RECORDS FOR THE EXERCISE Block Start

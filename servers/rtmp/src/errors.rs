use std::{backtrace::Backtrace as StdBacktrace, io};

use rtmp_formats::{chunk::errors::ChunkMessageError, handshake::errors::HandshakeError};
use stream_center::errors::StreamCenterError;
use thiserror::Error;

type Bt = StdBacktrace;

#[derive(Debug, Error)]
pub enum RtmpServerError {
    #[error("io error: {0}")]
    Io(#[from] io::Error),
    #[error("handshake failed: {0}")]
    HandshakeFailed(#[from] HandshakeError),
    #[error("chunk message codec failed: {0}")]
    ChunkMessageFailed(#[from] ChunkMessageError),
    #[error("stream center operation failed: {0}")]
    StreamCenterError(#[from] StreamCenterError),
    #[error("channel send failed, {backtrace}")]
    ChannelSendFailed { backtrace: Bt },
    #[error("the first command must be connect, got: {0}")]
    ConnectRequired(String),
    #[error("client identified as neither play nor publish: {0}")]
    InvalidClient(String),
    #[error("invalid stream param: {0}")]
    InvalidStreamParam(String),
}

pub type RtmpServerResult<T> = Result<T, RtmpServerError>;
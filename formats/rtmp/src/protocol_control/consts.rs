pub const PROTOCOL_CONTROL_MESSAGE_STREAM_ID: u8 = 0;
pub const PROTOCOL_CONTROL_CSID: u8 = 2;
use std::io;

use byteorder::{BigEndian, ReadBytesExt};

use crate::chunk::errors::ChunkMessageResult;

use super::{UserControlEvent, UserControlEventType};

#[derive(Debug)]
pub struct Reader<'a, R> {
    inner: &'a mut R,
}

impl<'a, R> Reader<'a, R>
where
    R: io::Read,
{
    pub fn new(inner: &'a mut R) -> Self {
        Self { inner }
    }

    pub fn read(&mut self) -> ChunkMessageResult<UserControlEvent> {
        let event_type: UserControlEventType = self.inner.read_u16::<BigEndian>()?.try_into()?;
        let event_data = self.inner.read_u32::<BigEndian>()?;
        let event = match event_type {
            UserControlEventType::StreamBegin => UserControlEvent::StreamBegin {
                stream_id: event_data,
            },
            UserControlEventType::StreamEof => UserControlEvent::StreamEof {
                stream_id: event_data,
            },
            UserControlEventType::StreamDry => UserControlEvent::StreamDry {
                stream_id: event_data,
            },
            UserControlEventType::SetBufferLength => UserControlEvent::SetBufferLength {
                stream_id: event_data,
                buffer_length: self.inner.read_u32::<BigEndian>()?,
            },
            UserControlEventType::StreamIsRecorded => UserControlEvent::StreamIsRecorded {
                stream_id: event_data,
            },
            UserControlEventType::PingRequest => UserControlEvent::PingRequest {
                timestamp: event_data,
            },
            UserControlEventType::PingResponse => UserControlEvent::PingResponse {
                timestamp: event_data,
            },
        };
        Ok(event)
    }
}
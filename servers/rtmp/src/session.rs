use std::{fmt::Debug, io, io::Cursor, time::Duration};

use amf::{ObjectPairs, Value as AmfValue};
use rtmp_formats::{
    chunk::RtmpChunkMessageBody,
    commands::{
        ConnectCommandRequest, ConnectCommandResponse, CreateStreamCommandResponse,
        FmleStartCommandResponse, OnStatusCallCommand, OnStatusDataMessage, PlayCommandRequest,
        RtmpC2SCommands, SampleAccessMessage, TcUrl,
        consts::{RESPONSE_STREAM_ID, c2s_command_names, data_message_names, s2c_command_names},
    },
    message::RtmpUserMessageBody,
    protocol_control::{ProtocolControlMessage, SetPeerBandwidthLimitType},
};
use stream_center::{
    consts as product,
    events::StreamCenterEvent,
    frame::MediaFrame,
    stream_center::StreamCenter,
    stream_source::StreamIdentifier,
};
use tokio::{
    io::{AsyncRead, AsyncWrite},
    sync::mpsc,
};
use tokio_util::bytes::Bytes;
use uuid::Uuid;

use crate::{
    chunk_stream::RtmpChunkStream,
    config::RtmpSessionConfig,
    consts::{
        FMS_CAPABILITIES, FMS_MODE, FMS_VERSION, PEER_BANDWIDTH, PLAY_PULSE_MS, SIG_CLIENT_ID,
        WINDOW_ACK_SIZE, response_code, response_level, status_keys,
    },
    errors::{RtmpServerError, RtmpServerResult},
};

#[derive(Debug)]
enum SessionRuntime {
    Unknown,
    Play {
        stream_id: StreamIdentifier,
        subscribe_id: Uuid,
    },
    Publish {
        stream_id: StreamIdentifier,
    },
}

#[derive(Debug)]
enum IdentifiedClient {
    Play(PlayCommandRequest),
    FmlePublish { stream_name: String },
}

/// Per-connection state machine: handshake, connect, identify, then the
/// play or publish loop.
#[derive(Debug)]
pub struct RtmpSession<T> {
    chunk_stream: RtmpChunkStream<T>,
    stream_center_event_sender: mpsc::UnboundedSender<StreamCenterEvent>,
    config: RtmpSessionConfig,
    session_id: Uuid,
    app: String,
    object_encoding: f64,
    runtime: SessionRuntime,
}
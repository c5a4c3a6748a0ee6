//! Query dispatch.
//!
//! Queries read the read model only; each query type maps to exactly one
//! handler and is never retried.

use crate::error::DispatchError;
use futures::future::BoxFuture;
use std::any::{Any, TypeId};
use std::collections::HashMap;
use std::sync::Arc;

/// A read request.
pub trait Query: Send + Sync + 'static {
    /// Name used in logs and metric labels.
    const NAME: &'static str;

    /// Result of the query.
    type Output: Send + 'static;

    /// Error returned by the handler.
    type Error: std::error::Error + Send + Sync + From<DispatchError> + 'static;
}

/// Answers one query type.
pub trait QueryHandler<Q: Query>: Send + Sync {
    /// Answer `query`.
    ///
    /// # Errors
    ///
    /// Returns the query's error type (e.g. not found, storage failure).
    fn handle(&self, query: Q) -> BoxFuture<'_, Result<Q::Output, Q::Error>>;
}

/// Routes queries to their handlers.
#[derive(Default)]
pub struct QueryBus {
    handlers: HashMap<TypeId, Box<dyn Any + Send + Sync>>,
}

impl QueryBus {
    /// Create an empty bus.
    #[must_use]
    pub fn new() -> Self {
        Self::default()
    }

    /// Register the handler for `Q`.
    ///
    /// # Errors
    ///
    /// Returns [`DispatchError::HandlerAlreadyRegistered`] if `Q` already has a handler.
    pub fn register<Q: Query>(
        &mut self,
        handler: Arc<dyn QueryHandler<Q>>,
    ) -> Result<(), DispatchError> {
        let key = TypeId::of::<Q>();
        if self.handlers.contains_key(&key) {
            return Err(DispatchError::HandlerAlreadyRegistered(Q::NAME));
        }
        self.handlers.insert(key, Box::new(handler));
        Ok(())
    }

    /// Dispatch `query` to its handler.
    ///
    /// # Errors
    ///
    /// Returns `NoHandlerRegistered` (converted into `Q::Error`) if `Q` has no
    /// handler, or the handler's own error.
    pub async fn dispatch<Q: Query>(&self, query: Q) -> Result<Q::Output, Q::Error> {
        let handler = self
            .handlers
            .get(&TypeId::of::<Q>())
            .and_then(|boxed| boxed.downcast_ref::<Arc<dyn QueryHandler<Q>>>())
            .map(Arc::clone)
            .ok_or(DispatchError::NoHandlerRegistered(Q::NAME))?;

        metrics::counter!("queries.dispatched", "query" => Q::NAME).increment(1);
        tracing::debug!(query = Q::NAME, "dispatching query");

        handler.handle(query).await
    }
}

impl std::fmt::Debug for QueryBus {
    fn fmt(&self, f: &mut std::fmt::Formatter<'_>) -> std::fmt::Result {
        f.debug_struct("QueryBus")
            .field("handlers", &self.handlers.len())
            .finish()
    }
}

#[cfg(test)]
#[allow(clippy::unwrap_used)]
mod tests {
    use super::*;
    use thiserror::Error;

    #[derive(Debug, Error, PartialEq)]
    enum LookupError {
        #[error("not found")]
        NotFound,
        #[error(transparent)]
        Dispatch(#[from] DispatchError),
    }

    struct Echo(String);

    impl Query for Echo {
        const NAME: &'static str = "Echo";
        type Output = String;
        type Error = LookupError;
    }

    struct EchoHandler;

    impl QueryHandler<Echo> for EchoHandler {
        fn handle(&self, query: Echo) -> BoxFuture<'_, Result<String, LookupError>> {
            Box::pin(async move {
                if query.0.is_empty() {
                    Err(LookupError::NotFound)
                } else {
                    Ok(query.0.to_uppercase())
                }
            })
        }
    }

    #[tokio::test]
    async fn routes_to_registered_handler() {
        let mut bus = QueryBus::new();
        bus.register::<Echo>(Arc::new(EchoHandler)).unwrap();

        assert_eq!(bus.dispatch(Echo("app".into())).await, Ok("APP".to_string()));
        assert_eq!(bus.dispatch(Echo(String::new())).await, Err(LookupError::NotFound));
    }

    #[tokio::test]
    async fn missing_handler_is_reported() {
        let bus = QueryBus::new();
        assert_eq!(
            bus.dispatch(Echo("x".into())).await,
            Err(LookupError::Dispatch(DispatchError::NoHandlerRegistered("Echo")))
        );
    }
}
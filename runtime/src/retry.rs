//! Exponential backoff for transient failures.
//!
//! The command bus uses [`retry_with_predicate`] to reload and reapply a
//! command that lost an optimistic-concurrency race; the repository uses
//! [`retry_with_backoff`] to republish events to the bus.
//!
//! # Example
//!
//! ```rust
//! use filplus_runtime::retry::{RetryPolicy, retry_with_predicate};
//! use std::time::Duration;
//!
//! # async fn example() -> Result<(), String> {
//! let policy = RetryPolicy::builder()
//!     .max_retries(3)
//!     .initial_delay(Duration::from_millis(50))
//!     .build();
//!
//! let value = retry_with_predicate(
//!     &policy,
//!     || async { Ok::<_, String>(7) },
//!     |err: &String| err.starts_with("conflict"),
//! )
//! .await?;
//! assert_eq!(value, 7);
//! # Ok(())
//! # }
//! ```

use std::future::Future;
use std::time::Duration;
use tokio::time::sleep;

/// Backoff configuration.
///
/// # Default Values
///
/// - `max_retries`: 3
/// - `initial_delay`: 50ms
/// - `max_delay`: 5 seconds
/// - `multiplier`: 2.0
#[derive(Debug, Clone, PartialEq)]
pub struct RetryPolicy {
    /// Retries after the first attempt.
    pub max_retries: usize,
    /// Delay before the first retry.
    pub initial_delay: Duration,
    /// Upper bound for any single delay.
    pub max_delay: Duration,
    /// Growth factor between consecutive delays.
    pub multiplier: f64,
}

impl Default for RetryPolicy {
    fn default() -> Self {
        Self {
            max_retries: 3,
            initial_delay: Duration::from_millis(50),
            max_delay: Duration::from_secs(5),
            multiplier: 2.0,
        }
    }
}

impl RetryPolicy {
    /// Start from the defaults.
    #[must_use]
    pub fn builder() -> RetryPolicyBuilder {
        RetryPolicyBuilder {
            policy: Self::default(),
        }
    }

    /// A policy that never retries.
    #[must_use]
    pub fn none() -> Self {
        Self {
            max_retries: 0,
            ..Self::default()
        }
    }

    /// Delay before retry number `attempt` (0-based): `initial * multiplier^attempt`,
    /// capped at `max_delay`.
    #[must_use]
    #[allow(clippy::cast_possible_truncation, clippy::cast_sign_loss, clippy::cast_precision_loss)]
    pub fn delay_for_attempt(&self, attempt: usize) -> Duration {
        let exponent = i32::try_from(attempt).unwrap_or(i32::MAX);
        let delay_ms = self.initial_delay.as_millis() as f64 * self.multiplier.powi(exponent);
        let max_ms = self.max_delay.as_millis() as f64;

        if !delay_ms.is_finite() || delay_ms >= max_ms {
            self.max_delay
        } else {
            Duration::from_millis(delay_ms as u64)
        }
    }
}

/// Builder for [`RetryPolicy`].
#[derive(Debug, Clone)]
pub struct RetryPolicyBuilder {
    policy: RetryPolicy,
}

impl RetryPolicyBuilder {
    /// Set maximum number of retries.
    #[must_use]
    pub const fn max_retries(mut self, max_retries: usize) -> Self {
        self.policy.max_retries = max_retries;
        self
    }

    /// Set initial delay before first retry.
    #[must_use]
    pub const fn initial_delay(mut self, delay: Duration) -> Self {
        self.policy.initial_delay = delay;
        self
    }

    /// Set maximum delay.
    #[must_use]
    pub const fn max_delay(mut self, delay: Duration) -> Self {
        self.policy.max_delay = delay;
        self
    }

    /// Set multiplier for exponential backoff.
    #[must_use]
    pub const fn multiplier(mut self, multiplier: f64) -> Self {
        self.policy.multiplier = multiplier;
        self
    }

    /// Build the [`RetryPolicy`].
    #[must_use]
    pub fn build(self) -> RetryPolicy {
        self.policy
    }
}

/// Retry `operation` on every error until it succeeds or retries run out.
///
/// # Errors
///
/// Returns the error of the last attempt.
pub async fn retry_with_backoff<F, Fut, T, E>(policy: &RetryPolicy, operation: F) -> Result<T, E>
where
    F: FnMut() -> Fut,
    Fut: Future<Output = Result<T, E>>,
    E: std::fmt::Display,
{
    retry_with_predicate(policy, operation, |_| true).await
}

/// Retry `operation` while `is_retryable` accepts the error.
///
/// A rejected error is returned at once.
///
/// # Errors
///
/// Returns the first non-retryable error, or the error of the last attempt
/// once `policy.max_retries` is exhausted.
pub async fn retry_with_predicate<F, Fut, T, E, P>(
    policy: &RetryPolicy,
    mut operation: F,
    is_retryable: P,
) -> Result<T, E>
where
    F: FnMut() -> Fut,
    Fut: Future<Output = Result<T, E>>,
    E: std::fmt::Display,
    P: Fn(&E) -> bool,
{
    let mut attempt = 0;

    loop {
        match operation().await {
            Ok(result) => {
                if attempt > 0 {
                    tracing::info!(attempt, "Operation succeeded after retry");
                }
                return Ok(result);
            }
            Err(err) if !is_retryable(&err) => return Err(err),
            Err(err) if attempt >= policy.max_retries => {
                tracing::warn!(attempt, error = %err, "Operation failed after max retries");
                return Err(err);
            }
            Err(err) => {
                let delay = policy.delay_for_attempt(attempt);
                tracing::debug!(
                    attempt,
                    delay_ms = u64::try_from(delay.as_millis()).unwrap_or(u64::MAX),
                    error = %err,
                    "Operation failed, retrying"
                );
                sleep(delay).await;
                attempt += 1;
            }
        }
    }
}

RECORDS FOR THE EXERCISE Block End

*ASSIGNED TASK:* If a line above holds the string "inner", return it as it stands.

*REPLY TO THE EXERCISE:*
    inner: &'a mut R,
    pub fn new(inner: &'a mut R) -> Self {
        Self { inner }
        let event_type: UserControlEventType = self.inner.read_u16::<BigEndian>()?.try_into()?;
        let event_data = self.inner.read_u32::<BigEndian>()?;
                buffer_length: self.inner.read_u32::<BigEndian>()?,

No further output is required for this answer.